It was Christmas—and there I was on my hands and knees in the bathroom, cleaning up urine…again.
“I’m getting too old for this.”
The scrubbing became more fervent as a wallowing sigh of “Why me?” escaped from my heart and a few self-pitying tears fell to the floor mixing with the mess from my teenage son’s latest “accomplishment.”
Suddenly, I’m caught off guard by the unexpected, comforting presence of the Almighty. My mood changes, my heart warms, and the hard tile floor become soft under my knees. I close my eyes, smile and whisper a verbal surrender, “Thank You.”

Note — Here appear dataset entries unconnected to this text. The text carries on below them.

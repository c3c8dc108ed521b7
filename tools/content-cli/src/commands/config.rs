//! Configuration management commands.

use std::fs;
use std::path::PathBuf;

use anyhow::{bail, Result};
use dialoguer::Input;

use super::{ConfigArgs, ConfigCommand};
use crate::config::{generate_default_config, CliConfig, CONFIG_FILE_NAMES};
use crate::context::{find_config_file, Context};

/// Run the config command.
pub async fn run(args: ConfigArgs, ctx: &Context) -> Result<()> {
    match args.command {
        ConfigCommand::Show => show_config(ctx),
        ConfigCommand::Get { key } => get_config(&key, ctx),
        ConfigCommand::Set { key, value } => set_config(&key, &value, ctx),
        ConfigCommand::Init { project_id, force } => init_config(project_id, force, ctx),
        ConfigCommand::Validate => validate_config(ctx),
    }
}

fn show_config(ctx: &Context) -> Result<()> {
    let mut shown = ctx.config.clone();
    if shown.content.token.is_some() {
        shown.content.token = Some("<set>".to_string());
    }

    if ctx.output.is_json() {
        ctx.output.json(&shown);
        return Ok(());
    }

    ctx.output.header("Current Configuration");
    match &ctx.config_path {
        Some(path) => ctx.output.kv("file", &path.display().to_string()),
        None => ctx.output.kv("file", "(none, using defaults)"),
    }

    let c = &shown.content;
    ctx.output.info("");
    ctx.output.info("[content]");
    ctx.output.kv("project_id", &c.project_id);
    ctx.output.kv("dataset", &c.dataset);
    ctx.output.kv("api_version", &c.api_version);
    ctx.output.kv("use_cdn", &c.use_cdn.to_string());
    ctx.output.kv("token", c.token.as_deref().unwrap_or("<unset>"));
    ctx.output.kv("perspective", c.perspective.as_str());
    ctx.output.kv("timeout_ms", &c.timeout_ms.to_string());
    ctx.output.kv("max_retries", &c.max_retries.to_string());
    if let Some(host) = &c.api_host {
        ctx.output.kv("api_host", host);
    }
    if !c.project_id.is_empty() {
        ctx.output.kv("endpoint", &c.query_endpoint());
    }

    ctx.output.info("");
    ctx.output.info("[storefront]");
    ctx.output
        .kv("currency_symbol", &shown.storefront.currency_symbol);
    if let Some(fixture) = &ctx.fixture {
        ctx.output.kv("fixture", &fixture.display().to_string());
    }

    Ok(())
}

fn get_config(key: &str, ctx: &Context) -> Result<()> {
    let value = ctx.config.get(key)?;

    if ctx.output.is_json() {
        ctx.output
            .json(&serde_json::json!({ "key": key, "value": value }));
    } else {
        println!("{}", value);
    }

    Ok(())
}

fn set_config(key: &str, value: &str, ctx: &Context) -> Result<()> {
    let Some(path) = writable_config_path(ctx) else {
        bail!("No config file found. Run `content config init` to create one.");
    };

    // Environment overrides stay out of the file.
    let mut config = CliConfig::load(&path)?;
    config.set(key, value)?;
    config.save(&path)?;

    let shown = if key == "content.token" { "<set>" } else { value };
    ctx.output.success(&format!("Set {} = {}", key, shown));
    Ok(())
}

fn writable_config_path(ctx: &Context) -> Option<PathBuf> {
    ctx.config_path
        .clone()
        .or_else(|| find_config_file(&ctx.cwd))
}

fn init_config(project_id: Option<String>, force: bool, ctx: &Context) -> Result<()> {
    let config_path = ctx.cwd.join(CONFIG_FILE_NAMES[0]);

    if config_path.exists() && !force {
        bail!(
            "Config file already exists: {}. Use --force to overwrite.",
            config_path.display()
        );
    }

    let project_id = match project_id {
        Some(id) => id,
        None if ctx.output.is_json() => bail!("--project-id is required with --json"),
        None => Input::<String>::new()
            .with_prompt("Project id")
            .interact_text()?,
    };

    let content = generate_default_config(project_id.trim());
    let config: CliConfig = toml::from_str(&content)?;
    config.content.validate()?;

    fs::write(&config_path, content)?;
    ctx.output
        .success(&format!("Created: {}", config_path.display()));
    Ok(())
}

fn validate_config(ctx: &Context) -> Result<()> {
    ctx.output.header("Validating configuration");

    let mut errors: Vec<String> = Vec::new();
    let mut warnings: Vec<String> = Vec::new();

    if ctx.fixture.is_none() {
        if let Err(e) = ctx.config.content.validate() {
            errors.push(e.to_string());
        }
    }

    if let Some(fixture) = &ctx.fixture {
        if !fixture.is_file() {
            errors.push(format!("fixture not found: {}", fixture.display()));
        }
    }

    if ctx.config.content.token.is_some() && ctx.config.content.use_cdn {
        warnings.push("content.use_cdn is ignored when a token is set".to_string());
    }

    if ctx.config.content.max_retries > 5 {
        warnings.push(format!(
            "content.max_retries = {} makes failing pages slow to report",
            ctx.config.content.max_retries
        ));
    }

    if ctx.config_path.is_none() {
        warnings.push("no config file found; using defaults and CONTENT_* variables".to_string());
    }

    if errors.is_empty() && warnings.is_empty() {
        ctx.output.success("Configuration is valid");
        return Ok(());
    }

    for error in &errors {
        ctx.output.error(&format!("Error: {}", error));
    }

    for warning in &warnings {
        ctx.output.warn(&format!("Warning: {}", warning));
    }

    if !errors.is_empty() {
        bail!("Configuration has {} error(s)", errors.len());
    }

    ctx.output.success("Configuration is valid (with warnings)");
    Ok(())
}
//! Page loaders.

mod blog;
mod deals;
mod home;

pub use blog::BlogIndexPage;
pub use deals::DealsPage;
pub use home::{HomePage, HOME_POST_COUNT};
//! CLI execution context.

use std::path::{Path, PathBuf};

use anyhow::{bail, Context as _, Result};
use content_client::{ContentClient, MemoryContentClient, SanityClient};

use crate::config::{CliConfig, CONFIG_FILE_NAMES};
use crate::output::Output;

/// Execution context for CLI commands.
pub struct Context {
    /// CLI configuration, with environment overrides applied.
    pub config: CliConfig,
    /// File the configuration was read from, if any.
    pub config_path: Option<PathBuf>,
    /// Output handler.
    pub output: Output,
    /// Working directory.
    pub cwd: PathBuf,
    /// Document export to query instead of the API.
    pub fixture: Option<PathBuf>,
}

impl Context {
    /// Load context from the config file and the environment.
    pub fn load(config_path: Option<&str>, fixture: Option<String>, output: Output) -> Result<Self> {
        let cwd = std::env::current_dir().context("Failed to get current directory")?;

        let (mut config, config_path) = match config_path {
            Some(path) => {
                let path = resolve(&cwd, path);
                (CliConfig::load(&path)?, Some(path))
            }
            None => match find_config_file(&cwd) {
                Some(path) => (CliConfig::load(&path)?, Some(path)),
                None => (CliConfig::default(), None),
            },
        };

        config
            .content
            .apply_process_env()
            .context("Invalid CONTENT_* environment variable")?;

        let fixture = fixture
            .or_else(|| config.storefront.fixture.clone())
            .map(|path| resolve(&cwd, &path));

        if let Some(path) = &config_path {
            output.debug(&format!("Using config {}", path.display()));
        }

        Ok(Self {
            config,
            config_path,
            output,
            cwd,
            fixture,
        })
    }

    /// Build the client commands query through: the fixture store when one
    /// is set, otherwise the HTTP API.
    pub fn client(&self) -> Result<Box<dyn ContentClient>> {
        if let Some(path) = &self.fixture {
            self.output
                .debug(&format!("Reading documents from {}", path.display()));
            let store = load_fixture(path)?.with_perspective(self.config.content.perspective);
            return Ok(Box::new(store));
        }

        if self.config.content.project_id.is_empty() {
            bail!(
                "No project configured. Run `content config init`, set CONTENT_PROJECT_ID, or pass --fixture."
            );
        }

        self.output.debug(&format!(
            "Querying {}",
            self.config.content.query_endpoint()
        ));
        let client = SanityClient::new(self.config.content.clone())
            .context("Failed to create content client")?;
        Ok(Box::new(client))
    }

    /// Resolve a path relative to the working directory.
    pub fn resolve_path(&self, path: &str) -> PathBuf {
        resolve(&self.cwd, path)
    }
}

/// Find a config file in `start` or one of its parents.
pub fn find_config_file(start: &Path) -> Option<PathBuf> {
    start.ancestors().find_map(|dir| {
        CONFIG_FILE_NAMES
            .iter()
            .map(|name| dir.join(name))
            .find(|path| path.is_file())
    })
}

/// Load a document export: a JSON array, or one document per line.
pub fn load_fixture(path: &Path) -> Result<MemoryContentClient> {
    let text = std::fs::read_to_string(path)
        .with_context(|| format!("Failed to read fixture: {}", path.display()))?;

    let store = if text.trim_start().starts_with('[') {
        MemoryContentClient::from_json(&text)
    } else {
        MemoryContentClient::from_ndjson(&text)
    };
    store.with_context(|| format!("Failed to load fixture: {}", path.display()))
}

fn resolve(cwd: &Path, path: &str) -> PathBuf {
    let path = PathBuf::from(path);
    if path.is_absolute() {
        path
    } else {
        cwd.join(path)
    }
}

The smell of urine is miraculously transformed into the sweet aroma of God’s mercy and grace.
Weeping and talking to God while soaking up a urine-puddled floor with fragments of disintegrating toilet paper could be mistaken for mild hysteria, unless I took you back about nineteen years into the life of my disabled son.
That’s when I changed my first diaper as a new dad. I can still remember the smell of baby powder and Desitin as I gingerly picked Jake’s two little feet off the changing table with one hand, nervously lifting them into the air and wiping while my wife coached me through the entire event, “Your doing fine.” She encouraged. “You’re not going to break him. Get every crease and crevice; you don’t want him to get a rash.”
I was like a medical intern nervously fidgeting over my first patient as the doctor observed and instructed.
After a while I got used to it. I even became good at it.
Sometimes I would play a game with Jake where I set a timer and acted like a calf-roper at a rodeo, “GO! And the diaper is OFF! And the butt is CLEANED! And the new diaper is ON!” I would throw my hands into the air when I completed the cinch and yell, “TIME!” Jake would always grin at my diaper wrangling antics.
As the months went by I considered myself a professional diaper changer—if there ever were such a thing. I could literally change my son’s diaper with one hand while talking on the phone and flipping through the channels with the remote between cartoons and kid’s shows.
Then the months turned into years and we eventually began the tedious process of toilet training. But Jake didn’t get it. His cerebral palsy left him with little control and autism stole away any personal concern for soiling his pants. To make matters worse Jake suffered from a terrible sensory integration issue that made him fearful of bathrooms, running water or being naked.
As the years passed, Jake’s disabilities became more and more profound and the daily, hourly fight to toilet train was eventually abandoned for bigger diapers and boxes upon boxes of baby wipes. The house took on the smell of an unkempt care facility and accidents became more and more graphic–from urine stained pants, socks and shoes to fecal matter smeared on walls and in hair.
Jake became less cooperative and more combative with every birthday. He hated being cleaned.
Diaper changing turned into a time of desperate prayer and pleading with God, “You don’t have to heal every disability of my son, but could you just let him be able to use the bathroom in the toilet? I can take the non-verbal autism, PDDNOS, OCD and cerebral palsy, but I don’t think I can change another diaper!”
I was wrong. I could change more diapers, many more—thousands more.
And then, through a rather miraculous turn of events, after years and years of changing myriads and myriads of diapers, God answered our prayers. Jake was seventeen years old when he first used the toilet, and by the time he turned 18 he could go on his own. Accidents were still common, but he got it. He finally got it!
I remember well the first time he signed “potty” in public. We were in a Wal-Mart Superstore. I rushed him to the men’s room and he pulled down his pants on his own and began peeing. He peed all over the seat, the wall and the stall. He was laughing and jumping up and down in celebration while urine streamed like water from a lawn sprinkler. I was laughing and crying and praising God. Not one drop went into the toilet, but Jake wore underwear that day and his pants stayed dry.
So here I am. It’s Christmas. Jake is nineteen years old. The entire extended family is gathered around the dinner table eating a Christmas feast and talking about their kid’s amazing accomplishments and events, from scholarships to dean’s lists to upcoming weddings.
And I’m on my hands and knees on the bathroom floor—cleaning up urine again…and praising God.